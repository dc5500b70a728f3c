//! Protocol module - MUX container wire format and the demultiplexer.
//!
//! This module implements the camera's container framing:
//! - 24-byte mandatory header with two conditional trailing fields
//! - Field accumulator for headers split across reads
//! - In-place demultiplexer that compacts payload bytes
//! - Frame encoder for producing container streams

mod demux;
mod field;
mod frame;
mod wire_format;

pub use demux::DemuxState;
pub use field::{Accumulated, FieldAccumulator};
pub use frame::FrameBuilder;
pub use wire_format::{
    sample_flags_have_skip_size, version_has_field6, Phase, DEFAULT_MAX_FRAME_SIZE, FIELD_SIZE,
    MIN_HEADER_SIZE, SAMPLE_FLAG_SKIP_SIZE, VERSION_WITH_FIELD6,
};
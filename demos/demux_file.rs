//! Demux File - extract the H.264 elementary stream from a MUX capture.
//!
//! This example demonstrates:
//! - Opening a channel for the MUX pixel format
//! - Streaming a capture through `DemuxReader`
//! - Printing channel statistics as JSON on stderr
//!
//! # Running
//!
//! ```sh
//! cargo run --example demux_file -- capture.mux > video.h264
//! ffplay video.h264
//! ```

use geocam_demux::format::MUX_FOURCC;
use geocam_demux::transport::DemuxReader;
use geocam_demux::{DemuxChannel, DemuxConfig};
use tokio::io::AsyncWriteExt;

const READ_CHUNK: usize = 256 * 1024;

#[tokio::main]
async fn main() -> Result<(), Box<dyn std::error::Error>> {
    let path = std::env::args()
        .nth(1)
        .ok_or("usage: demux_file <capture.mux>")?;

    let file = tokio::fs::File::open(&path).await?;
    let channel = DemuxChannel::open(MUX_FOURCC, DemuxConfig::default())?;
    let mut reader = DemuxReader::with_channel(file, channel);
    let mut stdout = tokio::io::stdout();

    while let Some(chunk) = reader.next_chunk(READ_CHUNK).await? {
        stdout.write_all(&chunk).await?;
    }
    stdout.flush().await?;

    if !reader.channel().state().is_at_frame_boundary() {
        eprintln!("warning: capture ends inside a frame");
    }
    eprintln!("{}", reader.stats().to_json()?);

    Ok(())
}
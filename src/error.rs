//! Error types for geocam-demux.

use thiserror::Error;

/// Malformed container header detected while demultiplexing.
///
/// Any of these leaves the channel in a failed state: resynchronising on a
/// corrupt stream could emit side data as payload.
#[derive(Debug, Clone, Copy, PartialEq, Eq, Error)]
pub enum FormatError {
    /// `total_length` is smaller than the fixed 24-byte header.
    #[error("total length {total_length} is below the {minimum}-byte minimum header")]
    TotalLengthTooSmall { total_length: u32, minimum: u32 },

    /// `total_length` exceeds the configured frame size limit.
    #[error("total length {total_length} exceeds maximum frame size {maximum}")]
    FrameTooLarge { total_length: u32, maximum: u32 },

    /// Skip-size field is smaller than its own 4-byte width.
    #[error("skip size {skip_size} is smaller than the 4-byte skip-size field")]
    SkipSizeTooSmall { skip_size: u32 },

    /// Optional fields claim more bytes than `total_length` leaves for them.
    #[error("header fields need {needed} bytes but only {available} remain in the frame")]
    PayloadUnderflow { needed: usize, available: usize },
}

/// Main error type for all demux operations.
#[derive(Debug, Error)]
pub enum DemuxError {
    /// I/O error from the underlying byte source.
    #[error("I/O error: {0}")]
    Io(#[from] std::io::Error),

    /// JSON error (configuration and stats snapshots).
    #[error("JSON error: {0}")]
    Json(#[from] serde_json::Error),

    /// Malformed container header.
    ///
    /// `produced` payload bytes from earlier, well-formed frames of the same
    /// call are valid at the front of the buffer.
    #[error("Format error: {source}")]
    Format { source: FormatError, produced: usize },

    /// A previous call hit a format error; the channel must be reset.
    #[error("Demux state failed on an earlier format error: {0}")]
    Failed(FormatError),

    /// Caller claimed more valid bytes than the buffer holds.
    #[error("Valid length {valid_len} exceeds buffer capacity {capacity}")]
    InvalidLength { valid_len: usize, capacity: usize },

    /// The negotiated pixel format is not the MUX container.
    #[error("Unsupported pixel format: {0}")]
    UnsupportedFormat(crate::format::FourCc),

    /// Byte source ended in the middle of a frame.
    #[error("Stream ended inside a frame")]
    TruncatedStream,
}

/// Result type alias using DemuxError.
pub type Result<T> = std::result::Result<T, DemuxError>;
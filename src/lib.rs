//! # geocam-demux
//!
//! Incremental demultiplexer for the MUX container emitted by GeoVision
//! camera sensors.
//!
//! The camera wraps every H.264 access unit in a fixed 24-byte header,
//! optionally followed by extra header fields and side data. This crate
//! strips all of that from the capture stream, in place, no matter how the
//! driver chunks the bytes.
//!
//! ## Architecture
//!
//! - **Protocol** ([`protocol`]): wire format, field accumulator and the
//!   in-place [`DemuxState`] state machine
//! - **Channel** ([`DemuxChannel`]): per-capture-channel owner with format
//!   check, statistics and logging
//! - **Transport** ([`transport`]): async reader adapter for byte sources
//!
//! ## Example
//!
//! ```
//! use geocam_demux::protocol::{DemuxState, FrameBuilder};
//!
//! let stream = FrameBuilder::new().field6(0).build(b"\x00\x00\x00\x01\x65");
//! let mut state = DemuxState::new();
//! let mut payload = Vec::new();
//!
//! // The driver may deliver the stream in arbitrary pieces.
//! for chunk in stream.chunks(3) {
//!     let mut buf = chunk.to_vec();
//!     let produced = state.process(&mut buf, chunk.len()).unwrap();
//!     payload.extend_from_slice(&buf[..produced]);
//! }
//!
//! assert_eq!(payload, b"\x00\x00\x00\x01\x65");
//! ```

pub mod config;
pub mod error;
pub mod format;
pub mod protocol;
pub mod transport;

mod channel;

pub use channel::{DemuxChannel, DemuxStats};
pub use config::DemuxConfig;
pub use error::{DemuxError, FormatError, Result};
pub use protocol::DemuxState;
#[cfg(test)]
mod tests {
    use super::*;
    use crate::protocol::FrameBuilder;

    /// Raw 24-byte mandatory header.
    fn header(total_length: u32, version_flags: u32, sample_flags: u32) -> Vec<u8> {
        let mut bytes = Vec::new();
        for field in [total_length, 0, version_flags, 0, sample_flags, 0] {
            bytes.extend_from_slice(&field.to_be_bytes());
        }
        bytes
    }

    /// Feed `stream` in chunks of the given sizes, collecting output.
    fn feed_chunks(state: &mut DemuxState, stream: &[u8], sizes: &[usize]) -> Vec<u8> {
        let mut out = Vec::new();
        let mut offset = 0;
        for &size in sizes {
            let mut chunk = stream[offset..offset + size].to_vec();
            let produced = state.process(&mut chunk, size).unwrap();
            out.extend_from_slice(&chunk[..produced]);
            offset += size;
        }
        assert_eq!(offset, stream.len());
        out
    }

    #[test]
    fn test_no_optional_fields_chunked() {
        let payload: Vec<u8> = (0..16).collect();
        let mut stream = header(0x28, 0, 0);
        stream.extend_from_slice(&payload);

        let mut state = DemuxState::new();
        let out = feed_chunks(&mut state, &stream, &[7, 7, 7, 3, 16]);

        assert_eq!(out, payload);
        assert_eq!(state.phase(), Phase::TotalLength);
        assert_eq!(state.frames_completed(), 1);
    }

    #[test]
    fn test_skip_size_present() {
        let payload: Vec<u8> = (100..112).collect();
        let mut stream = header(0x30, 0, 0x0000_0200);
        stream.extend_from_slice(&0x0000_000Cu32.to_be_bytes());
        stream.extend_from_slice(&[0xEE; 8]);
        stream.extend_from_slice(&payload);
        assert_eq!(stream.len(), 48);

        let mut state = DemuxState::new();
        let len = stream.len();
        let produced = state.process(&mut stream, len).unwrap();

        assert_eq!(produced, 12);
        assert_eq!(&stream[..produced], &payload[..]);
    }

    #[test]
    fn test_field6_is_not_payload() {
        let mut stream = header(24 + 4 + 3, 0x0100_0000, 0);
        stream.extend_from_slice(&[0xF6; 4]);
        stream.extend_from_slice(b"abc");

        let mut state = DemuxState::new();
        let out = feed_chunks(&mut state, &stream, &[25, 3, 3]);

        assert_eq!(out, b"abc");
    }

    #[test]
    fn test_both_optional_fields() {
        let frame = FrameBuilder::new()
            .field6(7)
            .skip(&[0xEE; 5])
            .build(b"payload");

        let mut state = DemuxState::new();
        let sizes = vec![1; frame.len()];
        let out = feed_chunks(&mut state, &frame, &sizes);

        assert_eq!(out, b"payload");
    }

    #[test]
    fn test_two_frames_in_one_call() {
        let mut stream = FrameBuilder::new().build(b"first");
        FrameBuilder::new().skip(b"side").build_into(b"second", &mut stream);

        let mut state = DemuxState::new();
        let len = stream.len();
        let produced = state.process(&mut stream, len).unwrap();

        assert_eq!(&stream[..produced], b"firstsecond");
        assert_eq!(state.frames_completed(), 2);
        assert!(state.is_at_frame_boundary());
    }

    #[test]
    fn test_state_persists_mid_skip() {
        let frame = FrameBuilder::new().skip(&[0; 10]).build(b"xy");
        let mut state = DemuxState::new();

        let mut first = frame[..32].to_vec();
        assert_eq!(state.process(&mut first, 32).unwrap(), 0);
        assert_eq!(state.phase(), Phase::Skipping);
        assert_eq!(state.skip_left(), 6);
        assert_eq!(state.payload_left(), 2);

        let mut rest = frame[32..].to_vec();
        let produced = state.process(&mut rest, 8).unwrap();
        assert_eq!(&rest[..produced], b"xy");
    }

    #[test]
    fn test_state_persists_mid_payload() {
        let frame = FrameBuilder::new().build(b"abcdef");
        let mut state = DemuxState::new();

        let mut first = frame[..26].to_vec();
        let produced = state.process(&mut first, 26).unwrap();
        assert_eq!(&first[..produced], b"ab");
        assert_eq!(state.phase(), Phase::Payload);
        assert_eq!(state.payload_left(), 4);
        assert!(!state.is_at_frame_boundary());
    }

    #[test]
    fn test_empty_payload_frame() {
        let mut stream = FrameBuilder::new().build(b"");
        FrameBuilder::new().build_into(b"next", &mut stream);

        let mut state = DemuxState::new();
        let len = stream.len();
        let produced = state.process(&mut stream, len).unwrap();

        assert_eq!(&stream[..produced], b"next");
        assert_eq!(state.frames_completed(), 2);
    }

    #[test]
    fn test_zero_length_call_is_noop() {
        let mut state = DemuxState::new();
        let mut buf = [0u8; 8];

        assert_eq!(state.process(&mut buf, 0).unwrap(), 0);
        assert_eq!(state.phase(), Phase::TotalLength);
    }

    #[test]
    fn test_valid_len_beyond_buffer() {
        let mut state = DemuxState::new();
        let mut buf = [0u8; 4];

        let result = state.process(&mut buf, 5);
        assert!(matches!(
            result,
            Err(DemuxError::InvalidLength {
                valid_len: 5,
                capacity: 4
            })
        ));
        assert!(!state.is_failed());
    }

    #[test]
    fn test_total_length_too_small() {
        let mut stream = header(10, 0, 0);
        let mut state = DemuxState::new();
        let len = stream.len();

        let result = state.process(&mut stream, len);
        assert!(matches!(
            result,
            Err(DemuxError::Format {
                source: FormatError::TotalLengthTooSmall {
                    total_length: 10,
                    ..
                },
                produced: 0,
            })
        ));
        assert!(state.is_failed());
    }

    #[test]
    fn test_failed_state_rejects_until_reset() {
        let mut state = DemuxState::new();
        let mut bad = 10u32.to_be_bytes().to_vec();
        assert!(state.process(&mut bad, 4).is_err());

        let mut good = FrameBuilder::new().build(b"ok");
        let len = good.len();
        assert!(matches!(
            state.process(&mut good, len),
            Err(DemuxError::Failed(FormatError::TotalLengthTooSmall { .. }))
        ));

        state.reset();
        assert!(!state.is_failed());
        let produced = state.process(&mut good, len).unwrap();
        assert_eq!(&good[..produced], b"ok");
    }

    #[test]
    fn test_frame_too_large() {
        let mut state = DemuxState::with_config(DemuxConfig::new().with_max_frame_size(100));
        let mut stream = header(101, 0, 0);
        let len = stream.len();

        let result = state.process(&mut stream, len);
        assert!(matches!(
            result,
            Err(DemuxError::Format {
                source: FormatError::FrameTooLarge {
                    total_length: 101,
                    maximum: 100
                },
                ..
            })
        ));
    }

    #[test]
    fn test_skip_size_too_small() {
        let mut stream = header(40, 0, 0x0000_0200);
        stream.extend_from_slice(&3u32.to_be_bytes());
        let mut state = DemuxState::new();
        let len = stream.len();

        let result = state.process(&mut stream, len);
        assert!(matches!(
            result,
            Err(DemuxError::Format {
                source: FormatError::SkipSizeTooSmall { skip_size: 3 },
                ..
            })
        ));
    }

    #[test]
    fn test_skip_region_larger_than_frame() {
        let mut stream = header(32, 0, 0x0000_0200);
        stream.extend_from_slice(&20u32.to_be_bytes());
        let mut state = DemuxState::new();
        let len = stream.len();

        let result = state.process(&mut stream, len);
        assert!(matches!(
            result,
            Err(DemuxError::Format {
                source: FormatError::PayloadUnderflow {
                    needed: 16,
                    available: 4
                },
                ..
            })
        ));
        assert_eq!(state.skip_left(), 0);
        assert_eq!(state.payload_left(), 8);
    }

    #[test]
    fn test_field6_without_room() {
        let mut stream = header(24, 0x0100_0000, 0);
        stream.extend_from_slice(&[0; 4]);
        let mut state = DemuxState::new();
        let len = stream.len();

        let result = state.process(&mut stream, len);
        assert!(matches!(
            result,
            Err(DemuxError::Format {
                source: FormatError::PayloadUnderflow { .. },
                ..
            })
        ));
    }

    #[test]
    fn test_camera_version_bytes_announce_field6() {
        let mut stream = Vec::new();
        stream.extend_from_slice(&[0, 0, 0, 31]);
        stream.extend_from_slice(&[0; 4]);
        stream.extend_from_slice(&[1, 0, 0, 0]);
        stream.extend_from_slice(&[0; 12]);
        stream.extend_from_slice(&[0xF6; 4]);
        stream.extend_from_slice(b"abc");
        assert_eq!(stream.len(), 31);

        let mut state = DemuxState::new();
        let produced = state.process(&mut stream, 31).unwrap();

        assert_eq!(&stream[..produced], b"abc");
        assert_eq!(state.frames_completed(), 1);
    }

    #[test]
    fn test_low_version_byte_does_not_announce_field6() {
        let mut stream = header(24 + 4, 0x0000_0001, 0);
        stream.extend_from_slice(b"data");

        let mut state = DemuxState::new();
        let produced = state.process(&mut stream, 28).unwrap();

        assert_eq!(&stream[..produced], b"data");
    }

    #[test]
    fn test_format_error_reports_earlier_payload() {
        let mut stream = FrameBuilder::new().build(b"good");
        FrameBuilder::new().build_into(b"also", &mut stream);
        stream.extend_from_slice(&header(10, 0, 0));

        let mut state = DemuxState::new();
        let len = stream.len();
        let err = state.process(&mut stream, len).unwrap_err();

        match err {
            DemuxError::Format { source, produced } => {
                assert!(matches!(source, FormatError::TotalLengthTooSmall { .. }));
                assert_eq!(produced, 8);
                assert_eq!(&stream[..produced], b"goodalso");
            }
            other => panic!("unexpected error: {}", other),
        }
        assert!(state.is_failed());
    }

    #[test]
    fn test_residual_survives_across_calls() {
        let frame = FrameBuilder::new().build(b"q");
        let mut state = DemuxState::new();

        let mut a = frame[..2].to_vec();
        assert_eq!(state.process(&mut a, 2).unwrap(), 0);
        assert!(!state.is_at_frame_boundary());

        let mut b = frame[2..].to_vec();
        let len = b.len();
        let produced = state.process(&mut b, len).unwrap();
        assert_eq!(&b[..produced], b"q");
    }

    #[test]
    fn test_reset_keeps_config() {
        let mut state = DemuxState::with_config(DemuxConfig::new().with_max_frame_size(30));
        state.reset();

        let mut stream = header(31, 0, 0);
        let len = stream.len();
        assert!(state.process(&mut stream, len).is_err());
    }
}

--- TASK DETAILS ---
Find out how many lines of the listing above include the word "DemuxReader", and give that number alone.

--- THE ANSWER ---
3